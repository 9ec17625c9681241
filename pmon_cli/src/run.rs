//! Monitor assembly and the loop driver behind `pmon run`.

use std::sync::atomic::{AtomicBool, Ordering};

use pmon_config::Config;
use pmon_core::error::Result as CoreResult;
use pmon_core::{CadenceCfg, Iteration, Mode, Monitor, NetworkCfg, PresentationSink};
use pmon_hardware::{SimulatedRadio, SimulatedRtc};

use crate::sim::{self, SimKnobs};

pub fn mode_name(m: Mode) -> &'static str {
    match m {
        Mode::Online => "online",
        Mode::Offline => "offline",
    }
}

/// Wire config, backends and `display` into a ready-to-start monitor.
pub fn build_monitor(
    cfg: &Config,
    knobs: &SimKnobs,
    display: impl PresentationSink + 'static,
) -> CoreResult<Monitor> {
    let cadence: CadenceCfg = (&cfg.cadence).into();
    let net: NetworkCfg = cfg.into();
    let radio = SimulatedRadio::new(sim::network(cfg, knobs)).with_join(!knobs.wifi_down);

    let builder = Monitor::builder()
        .with_cadence(cadence)
        .with_http_network(radio, SimulatedRtc::new(), &net)
        .with_display(display);

    #[cfg(feature = "hardware")]
    let builder = {
        let _ = knobs;
        builder.with_sensor_bus(pmon_hardware::pmsa003i::Pmsa003iBus::new(
            cfg.sensor.i2c_bus,
            cfg.sensor.i2c_address,
        ))
    };
    #[cfg(not(feature = "hardware"))]
    let builder = builder.with_sensor_bus(sim::sensor_bus(knobs));

    builder.build()
}

#[derive(Debug, Clone, Copy, PartialEq, Eq)]
pub struct RunSummary {
    pub startup_mode: Mode,
    pub mode: Mode,
    pub iterations: u64,
    pub posts: u64,
    pub failed_posts: u64,
    pub downgraded: bool,
    pub interrupted: bool,
}

impl RunSummary {
    pub fn to_json(&self) -> serde_json::Value {
        serde_json::json!({
            "startup_mode": mode_name(self.startup_mode),
            "mode": mode_name(self.mode),
            "iterations": self.iterations,
            "posts": self.posts,
            "failed_posts": self.failed_posts,
            "downgraded": self.downgraded,
            "interrupted": self.interrupted,
        })
    }
}

/// Run startup, then step until `limit` iterations or `shutdown` is set.
pub fn drive(
    monitor: &mut Monitor,
    limit: Option<u64>,
    shutdown: &AtomicBool,
) -> CoreResult<RunSummary> {
    let startup_mode = monitor.startup()?;
    tracing::info!(mode = mode_name(startup_mode), "startup complete");

    let mut s = RunSummary {
        startup_mode,
        mode: startup_mode,
        iterations: 0,
        posts: 0,
        failed_posts: 0,
        downgraded: false,
        interrupted: false,
    };
    while limit.is_none_or(|n| s.iterations < n) {
        if shutdown.load(Ordering::Relaxed) {
            tracing::info!(iterations = s.iterations, "shutdown requested");
            s.interrupted = true;
            break;
        }
        match monitor.step()? {
            Iteration::Displayed { posted } => s.posts += u64::from(posted),
            Iteration::PostFailed { .. } => s.failed_posts += 1,
            Iteration::Downgraded => {
                s.failed_posts += 1;
                s.downgraded = true;
            }
        }
        s.iterations += 1;
    }
    s.mode = monitor.mode();
    Ok(s)
}
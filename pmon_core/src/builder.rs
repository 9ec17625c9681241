//! Builder for `Monitor`.
//!
//! Capabilities are boxed so the CLI can pick simulated or hardware backends
//! at runtime. `with_http_network` wires the HTTP gate, reporter and clock
//! sync from one `NetworkCfg`.

use std::sync::Arc;

use pmon_traits::clock::{Clock, MonotonicClock};
use pmon_traits::{RealTimeClock, SensorBus, WifiRadio};

use crate::capabilities::{ClockSync, ConnectivityGate, PresentationSink, Reporter};
use crate::config::{CadenceCfg, NetworkCfg};
use crate::error::{BuildError, Result};
use crate::gate::HttpGate;
use crate::model::{LoopState, Mode};
use crate::monitor::Monitor;
use crate::reporter::HttpReporter;
use crate::retry::RetryPolicy;
use crate::sensor::SensorSource;
use crate::time_sync::HttpClockSync;

/// Builder for `Monitor`. All fields are validated on `build()`.
#[derive(Default)]
pub struct MonitorBuilder {
    sensor_bus: Option<Box<dyn SensorBus>>,
    gate: Option<Box<dyn ConnectivityGate>>,
    reporter: Option<Box<dyn Reporter>>,
    clock_sync: Option<Box<dyn ClockSync>>,
    display: Option<Box<dyn PresentationSink>>,
    clock: Option<Box<dyn Clock + Send + Sync>>,
    cadence: Option<CadenceCfg>,
    sensor_attempts: Option<u32>,
}

impl MonitorBuilder {
    pub fn with_sensor_bus(mut self, bus: impl SensorBus + 'static) -> Self {
        self.sensor_bus = Some(Box::new(bus));
        self
    }

    pub fn with_gate(mut self, gate: impl ConnectivityGate + 'static) -> Self {
        self.gate = Some(Box::new(gate));
        self
    }

    pub fn with_reporter(mut self, reporter: impl Reporter + 'static) -> Self {
        self.reporter = Some(Box::new(reporter));
        self
    }

    pub fn with_clock_sync(mut self, sync: impl ClockSync + 'static) -> Self {
        self.clock_sync = Some(Box::new(sync));
        self
    }

    pub fn with_display(mut self, display: impl PresentationSink + 'static) -> Self {
        self.display = Some(Box::new(display));
        self
    }

    /// Inject a clock (e.g., a virtual test clock). Defaults to `MonotonicClock`.
    pub fn with_clock(mut self, clock: impl Clock + Send + Sync + 'static) -> Self {
        self.clock = Some(Box::new(clock));
        self
    }

    pub fn with_cadence(mut self, cadence: CadenceCfg) -> Self {
        self.cadence = Some(cadence);
        self
    }

    /// Cap sensor init/read attempts. Unset means retry forever.
    pub fn with_sensor_attempts(mut self, attempts: u32) -> Self {
        self.sensor_attempts = Some(attempts);
        self
    }

    /// Wire the HTTP gate, reporter and clock sync over one radio.
    pub fn with_http_network(
        self,
        radio: impl WifiRadio + 'static,
        rtc: impl RealTimeClock + 'static,
        net: &NetworkCfg,
    ) -> Self {
        self.with_gate(HttpGate::new(
            Box::new(radio),
            net.wifi.clone(),
            net.endpoints.clone(),
        ))
        .with_reporter(HttpReporter::new(
            net.device_id.clone(),
            net.endpoints.server_post_url.clone(),
        ))
        .with_clock_sync(HttpClockSync::new(
            net.endpoints.time_url.clone(),
            Box::new(rtc),
        ))
    }

    pub fn build(self) -> Result<Monitor> {
        let bus = self
            .sensor_bus
            .ok_or_else(|| eyre::Report::new(BuildError::MissingSensor))?;
        let gate = self
            .gate
            .ok_or_else(|| eyre::Report::new(BuildError::MissingGate))?;
        let reporter = self
            .reporter
            .ok_or_else(|| eyre::Report::new(BuildError::MissingReporter))?;
        let clock_sync = self
            .clock_sync
            .ok_or_else(|| eyre::Report::new(BuildError::MissingClockSync))?;
        let display = self
            .display
            .ok_or_else(|| eyre::Report::new(BuildError::MissingDisplay))?;
        let cadence = self.cadence.unwrap_or_default();

        // ── Validation ───────────────────────────────────────────────────────
        if cadence.reads_before_post == 0 {
            return Err(eyre::Report::new(BuildError::InvalidConfig(
                "reads_before_post must be >= 1",
            )));
        }
        if cadence.read_cadence.is_zero() {
            return Err(eyre::Report::new(BuildError::InvalidConfig(
                "read_cadence must be > 0",
            )));
        }
        if cadence.failure_pause.is_zero() {
            return Err(eyre::Report::new(BuildError::InvalidConfig(
                "failure_pause must be > 0",
            )));
        }
        if self.sensor_attempts == Some(0) {
            return Err(eyre::Report::new(BuildError::InvalidConfig(
                "sensor_attempts must be >= 1",
            )));
        }

        let clock: Arc<dyn Clock + Send + Sync> = match self.clock {
            Some(b) => Arc::from(b),
            None => Arc::new(MonotonicClock::new()),
        };
        let policy = match self.sensor_attempts {
            Some(n) => RetryPolicy::bounded(cadence.failure_pause, n),
            None => RetryPolicy::forever(cadence.failure_pause),
        };

        Ok(Monitor {
            sensor: SensorSource::new(bus, clock.clone(), policy),
            handle: None,
            gate,
            reporter,
            clock_sync,
            display,
            clock,
            cadence,
            session: None,
            state: LoopState::new(Mode::Offline),
        })
    }
}
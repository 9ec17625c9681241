//! CLI argument definitions and shared statics.

use clap::{ArgAction, Parser, Subcommand};
use std::path::PathBuf;
use std::sync::OnceLock;

/// Whether the user asked for JSON output (controls structured error output).
pub static JSON_MODE: OnceLock<bool> = OnceLock::new();

#[derive(Parser, Debug)]
#[command(name = "pmon", version, about = "Particulate monitor CLI")]
pub struct Cli {
    /// Path to config TOML (typed)
    #[arg(long, value_name = "FILE", default_value = "etc/pmon.toml")]
    pub config: PathBuf,

    /// Log as JSON lines instead of pretty
    #[arg(long, action = ArgAction::SetTrue)]
    pub json: bool,

    /// Console log level (error|warn|info|debug|trace); overrides [logging].level
    #[arg(long = "log-level", value_name = "LEVEL")]
    pub log_level: Option<String>,

    /// Command to execute
    #[command(subcommand)]
    pub cmd: Commands,
}

#[derive(Subcommand, Debug)]
pub enum Commands {
    /// Run the monitor: startup checks, then read/display/post forever
    Run {
        /// Stop after this many loop iterations (default: run until Ctrl-C)
        #[arg(long, value_name = "N")]
        iterations: Option<u64>,
        /// Colour the console screens
        #[arg(long, action = ArgAction::SetTrue)]
        color: bool,
        /// Do not draw screens on stdout
        #[arg(long, action = ArgAction::SetTrue)]
        no_display: bool,
    },
    /// Bring the sensor up and take one reading
    SelfCheck,
    /// Health check for operational monitoring
    Health,
}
--
EXERCISE AIM: Beginning with the line containing "clock: Option<Box<dyn Clock" and ending with the line containing "pub fn with_clock_sync(mut", extract those lines exactly from the listing above, and only those.

RESULT OF THE TASK:
    clock: Option<Box<dyn Clock + Send + Sync>>,
    cadence: Option<CadenceCfg>,
    sensor_attempts: Option<u32>,
}

impl MonitorBuilder {
    pub fn with_sensor_bus(mut self, bus: impl SensorBus + 'static) -> Self {
        self.sensor_bus = Some(Box::new(bus));
        self
    }

    pub fn with_gate(mut self, gate: impl ConnectivityGate + 'static) -> Self {
        self.gate = Some(Box::new(gate));
        self
    }

    pub fn with_reporter(mut self, reporter: impl Reporter + 'static) -> Self {
        self.reporter = Some(Box::new(reporter));
        self
    }

    pub fn with_clock_sync(mut self, sync: impl ClockSync + 'static) -> Self {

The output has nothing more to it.